6/6, That Scruffy Look, plus The Kestrel

A visit to the Cathedral of St. John the Divine on Friday evening first revealed one of the red-tail nestlings standing on the north side of the nest. It seemed to be preening the back of its left shoulder, but it was virtually motionless for a minute. Learning how to sleep standing up?

Sleeping, or Slowly Preening

I hadn't seen either parent when I was walking over, but just a minute later, one of them (I suspect Isolde) flew in to check on things.

Visiting the Nest

She departed in a half minute, heading north but possibly hooking left around the corner at 114th St.

One nestling was active afterward, but there was no sign of feeding. Indeed just a check-in, and not a food delivery.

Red-Tail Nestling

And, hmmmm, head feathers are growing in. The nestling has that scruffy look that comes with being a month old.

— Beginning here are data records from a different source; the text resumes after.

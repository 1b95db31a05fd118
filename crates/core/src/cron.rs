//! 5-field cron grammar and next-fire-time computation (spec §4.2).
//!
//! Day-of-week is `0=Monday … 6=Sunday`, the project's own convention and a
//! deliberate divergence from POSIX cron (spec §9). This is exactly
//! `chrono::Weekday::num_days_from_monday()`, so no remapping is needed once
//! parsed.
//!
//! The grammar (minute hour day-of-month month day-of-week, each `*` /
//! integer / `a-b` / `a,b,c` / `*/n` / `a-b/n`) does not fit any 6/7-field
//! (with-seconds) cron crate in the ecosystem, so this is a small
//! hand-written field parser rather than an adapted dependency.

use chrono::{Datelike, Duration, NaiveDate, NaiveDateTime, Timelike};

use crate::error::{CoreError, Result};

/// How many months ahead `next_after` will search before giving up.
const DEFAULT_HORIZON_MONTHS: u32 = 36;

#[derive(Debug, Clone)]
pub struct CronExpr {
    raw: String,
    minute: FieldSet,
    hour: FieldSet,
    dom: FieldSet,
    month: FieldSet,
    dow: FieldSet,
    dom_is_star: bool,
    dow_is_star: bool,
}

#[derive(Debug, Clone)]
struct FieldSet {
    allowed: Vec<bool>,
    lo: i32,
}

impl FieldSet {
    fn contains(&self, v: i32) -> bool {
        let idx = v - self.lo;
        idx >= 0 && (idx as usize) < self.allowed.len() && self.allowed[idx as usize]
    }
}

fn parse_field(field: &str, lo: i32, hi: i32) -> Result<FieldSet> {
    let mut allowed = vec![false; (hi - lo + 1) as usize];
    for part in field.split(',') {
        let (range_part, step) = match part.split_once('/') {
            Some((r, s)) => {
                let step: i32 = s
                    .parse()
                    .map_err(|_| CoreError::validation(format!("bad step in cron field: {field}")))?;
                if step <= 0 {
                    return Err(CoreError::validation(format!(
                        "step must be positive in cron field: {field}"
                    )));
                }
                (r, step)
            }
            None => (part, 1),
        };

        let (start, end) = if range_part == "*" {
            (lo, hi)
        } else if let Some((a, b)) = range_part.split_once('-') {
            let a: i32 = a
                .parse()
                .map_err(|_| CoreError::validation(format!("bad range in cron field: {field}")))?;
            let b: i32 = b
                .parse()
                .map_err(|_| CoreError::validation(format!("bad range in cron field: {field}")))?;
            (a, b)
        } else {
            let v: i32 = range_part
                .parse()
                .map_err(|_| CoreError::validation(format!("bad value in cron field: {field}")))?;
            (v, v)
        };

        if start > end || start < lo || end > hi {
            return Err(CoreError::validation(format!(
                "cron field out of range {lo}-{hi}: {field}"
            )));
        }

        let mut v = start;
        while v <= end {
            allowed[(v - lo) as usize] = true;
            v += step;
        }
    }
    Ok(FieldSet { allowed, lo })
}

impl CronExpr {
    pub fn parse(expr: &str) -> Result<Self> {
        let fields: Vec<&str> = expr.split_whitespace().collect();
        if fields.len() != 5 {
            return Err(CoreError::validation(format!(
                "cron expression must have exactly 5 fields, got {}: {expr}",
                fields.len()
            )));
        }
        let minute = parse_field(fields[0], 0, 59)?;
        let hour = parse_field(fields[1], 0, 23)?;
        let dom = parse_field(fields[2], 1, 31)?;
        let month = parse_field(fields[3], 1, 12)?;
        let dow = parse_field(fields[4], 0, 6)?;

        Ok(CronExpr {
            raw: expr.to_string(),
            minute,
            hour,
            dom,
            month,
            dow,
            dom_is_star: fields[2].trim() == "*",
            dow_is_star: fields[4].trim() == "*",
        })
    }

    pub fn as_str(&self) -> &str {
        &self.raw
    }

    fn date_matches(&self, date: NaiveDate) -> bool {
        if !self.month.contains(date.month() as i32) {
            return false;
        }
        let dom_ok = self.dom.contains(date.day() as i32);
        let dow_ok = self.dow.contains(date.weekday().num_days_from_monday() as i32);
        match (self.dom_is_star, self.dow_is_star) {
            (true, true) => true,
            (true, false) => dow_ok,
            (false, true) => dom_ok,
            (false, false) => dom_ok || dow_ok,
        }
    }

    /// First `(hour, minute)` on `date` at or after `from_hm` that satisfies
    /// the hour/minute fields, if any.
    fn first_time_on(&self, from_hm: Option<(u32, u32)>) -> Option<(u32, u32)> {
        let (start_h, start_m) = from_hm.unwrap_or((0, 0));
        for h in start_h..24 {
            let min_start = if h == start_h { start_m } else { 0 };
            if !self.hour.contains(h as i32) {
                continue;
            }
            for m in min_start..60 {
                if self.minute.contains(m as i32) {
                    return Some((h, m));
                }
            }
        }
        None
    }

    /// Smallest whole-minute instant strictly greater than `t` satisfying
    /// this expression, searching at most `horizon_months` ahead.
    pub fn next_after_bounded(&self, t: NaiveDateTime, horizon_months: u32) -> Option<NaiveDateTime> {
        let truncated = t.date().and_hms_opt(t.hour(), t.minute(), 0)?;
        let candidate = truncated + Duration::minutes(1);

        let deadline_date = candidate
            .date()
            .checked_add_months(chrono::Months::new(horizon_months))?;

        let mut date = candidate.date();
        let mut from_hm = Some((candidate.hour(), candidate.minute()));

        loop {
            if date > deadline_date {
                return None;
            }
            if self.date_matches(date) {
                if let Some((h, m)) = self.first_time_on(from_hm) {
                    return date.and_hms_opt(h, m, 0);
                }
            }
            date = date.succ_opt()?;
            from_hm = None;
        }
    }

    pub fn next_after(&self, t: NaiveDateTime) -> Option<NaiveDateTime> {
        self.next_after_bounded(t, DEFAULT_HORIZON_MONTHS)
    }

    /// First `k` fire times strictly after `now` (spec §4.2 preview).
    pub fn next_times(&self, now: NaiveDateTime, k: usize) -> Vec<NaiveDateTime> {
        let mut out = Vec::with_capacity(k);
        let mut cursor = now;
        while out.len() < k {
            match self.next_after(cursor) {
                Some(t) => {
                    out.push(t);
                    cursor = t;
                }
                None => break,
            }
        }
        out
    }
}
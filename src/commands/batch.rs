//! `taskd batch --action <delete|enable|disable|run> --ids <id,id,...>` (spec §4.6).

use clap::{Arg, ArgMatches, Command};
use std::sync::Arc;
use std::time::Duration;

use taskd_core::batch::{BatchAction, BatchOutcome, BatchRequest};
use taskd_core::task::TaskId;
use taskd_core::{api, runner::Runner};

pub fn command() -> Command {
    Command::new("batch")
        .about("Apply one action to many tasks at once")
        .arg(
            Arg::new("action")
                .long("action")
                .value_name("delete|enable|disable|run")
                .required(true),
        )
        .arg(
            Arg::new("ids")
                .long("ids")
                .value_name("ID,ID,...")
                .required(true),
        )
}

pub async fn run(matches: &ArgMatches, config_path: Option<&str>) -> anyhow::Result<()> {
    let (store, config) = super::open_store(config_path)?;

    let action = match matches.get_one::<String>("action").unwrap().as_str() {
        "delete" => BatchAction::Delete,
        "enable" => BatchAction::Enable,
        "disable" => BatchAction::Disable,
        "run" => BatchAction::Run,
        other => anyhow::bail!("unknown batch action '{other}', expected delete|enable|disable|run"),
    };
    let task_ids: Vec<TaskId> = matches
        .get_one::<String>("ids")
        .unwrap()
        .split(',')
        .map(|p| p.trim())
        .filter(|p| !p.is_empty())
        .map(|p| p.parse::<i64>().map(TaskId))
        .collect::<Result<_, _>>()?;

    let (tx, rx) = tokio::sync::mpsc::unbounded_channel();
    let runner = Arc::new(Runner::new(
        store.clone(),
        tx,
        Duration::from_secs(config.task_timeout_secs),
        config.log_cap_bytes,
        config.max_concurrent_tasks,
    ));
    runner.clone().spawn_consumer(rx);

    let req = BatchRequest { action, task_ids };
    let fires = matches!(req.action, BatchAction::Run);
    let outcome = api::run_batch_op(&store, &runner, req).await?;
    print_outcome(&outcome);

    if fires {
        runner
            .wait_drained(Duration::from_secs(config.task_timeout_secs + 5))
            .await;
    }
    Ok(())
}

fn print_outcome(outcome: &BatchOutcome) {
    match outcome {
        BatchOutcome::Delete(o) => {
            println!("deleted: {:?}", o.deleted);
            println!("missing: {:?}", o.missing);
        }
        BatchOutcome::Enable(o) | BatchOutcome::Disable(o) => {
            println!("updated: {:?}", o.updated);
            println!("unchanged: {:?}", o.unchanged);
            println!("missing: {:?}", o.missing);
        }
        BatchOutcome::Run(o) => {
            println!("queued: {:?}", o.queued);
            println!("running: {:?}", o.running);
            println!("blocked: {:?}", o.blocked);
            println!("missing: {:?}", o.missing);
        }
    }
}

And then I spotted both parents at Norman's chimney cover over on the roof of St. Luke's. The one on the cover seemed to be noshing on food. But they weren't alone. It was quickly obvious that a kestrel was giving them some grief.

Red-Tails atop St. Luke's

Nevertheless, they stayed put.

Still fairly quiet at the nest. Just one nestling preening a bit.

Red-Tail Nestling

Ten minutes later, both nestlings were standing up and looking around.

Red-Tail Nestlings

I walked up 113th St. to get a closer look at the adults.

Red-Tail atop St. Luke's

From that angle, the one on the ladder railing might or not be visible, so a few minutes I walked back around to 114th St. to see. Nope, just the one atop the hospital.

But rounding the corner back to Morningside Drive, I saw something I hadn't seen in months: a red-tail perched on Gabriel's horn atop the cathedral! But even as I lifted my camera, it took off.

St. Bariel and Red-Tail

Quiet at the nest again...

Red-Tail Nestling

...so just before 7:00 I made my exit.

But checking on the adult atop the hospital, whoa... whoever's up there was taking more harassment from the kestrel.

Hawk and Kestrel

I watched from the cathedral steps for the next 10-15 minutes. The sequence was almost a constant. The kestrel would fly in from the west, dive at the hawk, then zoom up at the hawk from below, another dive and ascent, then fly back west for a rest. The kestrel's perch seemed to be somewhere near the top of the tall apt. building at 501 West 113.